__Brief__:
In the data that follows, each entry is to be restated exactly.

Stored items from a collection
┌──

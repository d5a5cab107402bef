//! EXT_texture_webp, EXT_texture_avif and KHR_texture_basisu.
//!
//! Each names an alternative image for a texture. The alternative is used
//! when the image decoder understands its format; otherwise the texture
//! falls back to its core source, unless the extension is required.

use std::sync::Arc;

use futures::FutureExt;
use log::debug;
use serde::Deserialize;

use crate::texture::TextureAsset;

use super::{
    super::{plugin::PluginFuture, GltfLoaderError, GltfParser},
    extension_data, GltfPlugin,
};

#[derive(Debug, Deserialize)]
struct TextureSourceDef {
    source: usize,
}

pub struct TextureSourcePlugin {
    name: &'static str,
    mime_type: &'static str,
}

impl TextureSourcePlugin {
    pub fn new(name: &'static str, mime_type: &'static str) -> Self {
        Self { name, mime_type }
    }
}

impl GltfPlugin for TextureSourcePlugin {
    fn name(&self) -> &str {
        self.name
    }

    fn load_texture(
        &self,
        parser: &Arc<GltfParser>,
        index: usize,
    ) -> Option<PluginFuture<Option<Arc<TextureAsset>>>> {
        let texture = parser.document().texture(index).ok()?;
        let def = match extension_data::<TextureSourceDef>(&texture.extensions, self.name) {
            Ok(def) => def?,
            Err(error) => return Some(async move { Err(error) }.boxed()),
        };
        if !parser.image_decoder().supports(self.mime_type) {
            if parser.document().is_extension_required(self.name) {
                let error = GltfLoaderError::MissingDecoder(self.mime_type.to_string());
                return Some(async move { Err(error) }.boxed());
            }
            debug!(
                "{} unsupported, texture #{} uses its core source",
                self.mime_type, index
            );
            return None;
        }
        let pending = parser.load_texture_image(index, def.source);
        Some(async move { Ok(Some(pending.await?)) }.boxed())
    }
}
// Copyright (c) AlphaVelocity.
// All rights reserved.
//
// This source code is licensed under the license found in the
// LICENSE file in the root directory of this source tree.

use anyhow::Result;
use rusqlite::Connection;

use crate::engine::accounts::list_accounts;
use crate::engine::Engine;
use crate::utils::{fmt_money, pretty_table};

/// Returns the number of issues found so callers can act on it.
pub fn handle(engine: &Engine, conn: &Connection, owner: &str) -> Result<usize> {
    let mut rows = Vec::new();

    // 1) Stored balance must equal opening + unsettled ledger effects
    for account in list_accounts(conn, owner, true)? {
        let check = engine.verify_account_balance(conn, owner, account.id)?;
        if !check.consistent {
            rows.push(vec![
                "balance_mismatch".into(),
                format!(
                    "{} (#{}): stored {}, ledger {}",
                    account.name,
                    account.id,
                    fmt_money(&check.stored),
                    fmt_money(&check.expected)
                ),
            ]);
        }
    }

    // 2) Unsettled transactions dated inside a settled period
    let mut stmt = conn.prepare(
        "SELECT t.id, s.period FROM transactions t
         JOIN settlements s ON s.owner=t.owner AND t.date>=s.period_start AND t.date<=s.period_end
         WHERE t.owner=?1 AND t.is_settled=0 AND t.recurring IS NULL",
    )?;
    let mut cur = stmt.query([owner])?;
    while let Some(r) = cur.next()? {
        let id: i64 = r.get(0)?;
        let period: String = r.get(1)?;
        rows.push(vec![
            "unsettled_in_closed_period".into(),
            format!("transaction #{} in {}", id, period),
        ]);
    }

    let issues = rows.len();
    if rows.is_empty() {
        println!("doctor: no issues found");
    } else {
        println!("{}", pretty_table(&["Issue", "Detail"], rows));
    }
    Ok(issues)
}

└──

__Written answer__:
repository d5a5cab107402bef
//! EXT_texture_webp, EXT_texture_avif and KHR_texture_basisu.
//!
//! Each names an alternative image for a texture. The alternative is used
//! when the image decoder understands its format; otherwise the texture
//! falls back to its core source, unless the extension is required.

use std::sync::Arc;

use futures::FutureExt;
use log::debug;
use serde::Deserialize;

use crate::texture::TextureAsset;

use super::{
    super::{plugin::PluginFuture, GltfLoaderError, GltfParser},
    extension_data, GltfPlugin,
};

#[derive(Debug, Deserialize)]
struct TextureSourceDef {
    source: usize,
}

pub struct TextureSourcePlugin {
    name: &'static str,
    mime_type: &'static str,
}

impl TextureSourcePlugin {
    pub fn new(name: &'static str, mime_type: &'static str) -> Self {
        Self { name, mime_type }
    }
}

impl GltfPlugin for TextureSourcePlugin {
    fn name(&self) -> &str {
        self.name
    }

    fn load_texture(
        &self,
        parser: &Arc<GltfParser>,
        index: usize,
    ) -> Option<PluginFuture<Option<Arc<TextureAsset>>>> {
        let texture = parser.document().texture(index).ok()?;
        let def = match extension_data::<TextureSourceDef>(&texture.extensions, self.name) {
            Ok(def) => def?,
            Err(error) => return Some(async move { Err(error) }.boxed()),
        };
        if !parser.image_decoder().supports(self.mime_type) {
            if parser.document().is_extension_required(self.name) {
                let error = GltfLoaderError::MissingDecoder(self.mime_type.to_string());
                return Some(async move { Err(error) }.boxed());
            }
            debug!(
                "{} unsupported, texture #{} uses its core source",
                self.mime_type, index
            );
            return None;
        }
        let pending = parser.load_texture_image(index, def.source);
        Some(async move { Ok(Some(pending.await?)) }.boxed())
    }
}
// Copyright (c) AlphaVelocity.
// All rights reserved.
//
// This source code is licensed under the license found in the
// LICENSE file in the root directory of this source tree.

use anyhow::Result;
use rusqlite::Connection;

use crate::engine::accounts::list_accounts;
use crate::engine::Engine;
use crate::utils::{fmt_money, pretty_table};

/// Returns the number of issues found so callers can act on it.
pub fn handle(engine: &Engine, conn: &Connection, owner: &str) -> Result<usize> {
    let mut rows = Vec::new();

    // 1) Stored balance must equal opening + unsettled ledger effects
    for account in list_accounts(conn, owner, true)? {
        let check = engine.verify_account_balance(conn, owner, account.id)?;
        if !check.consistent {
            rows.push(vec![
                "balance_mismatch".into(),
                format!(
                    "{} (#{}): stored {}, ledger {}",
                    account.name,
                    account.id,
                    fmt_money(&check.stored),
                    fmt_money(&check.expected)
                ),
            ]);
        }
    }

    // 2) Unsettled transactions dated inside a settled period
    let mut stmt = conn.prepare(
        "SELECT t.id, s.period FROM transactions t
         JOIN settlements s ON s.owner=t.owner AND t.date>=s.period_start AND t.date<=s.period_end
         WHERE t.owner=?1 AND t.is_settled=0 AND t.recurring IS NULL",
    )?;
    let mut cur = stmt.query([owner])?;
    while let Some(r) = cur.next()? {
        let id: i64 = r.get(0)?;
        let period: String = r.get(1)?;
        rows.push(vec![
            "unsettled_in_closed_period".into(),
            format!("transaction #{} in {}", id, period),
        ]);
    }

    let issues = rows.len();
    if rows.is_empty() {
        println!("doctor: no issues found");
    } else {
        println!("{}", pretty_table(&["Issue", "Detail"], rows));
    }
    Ok(issues)
}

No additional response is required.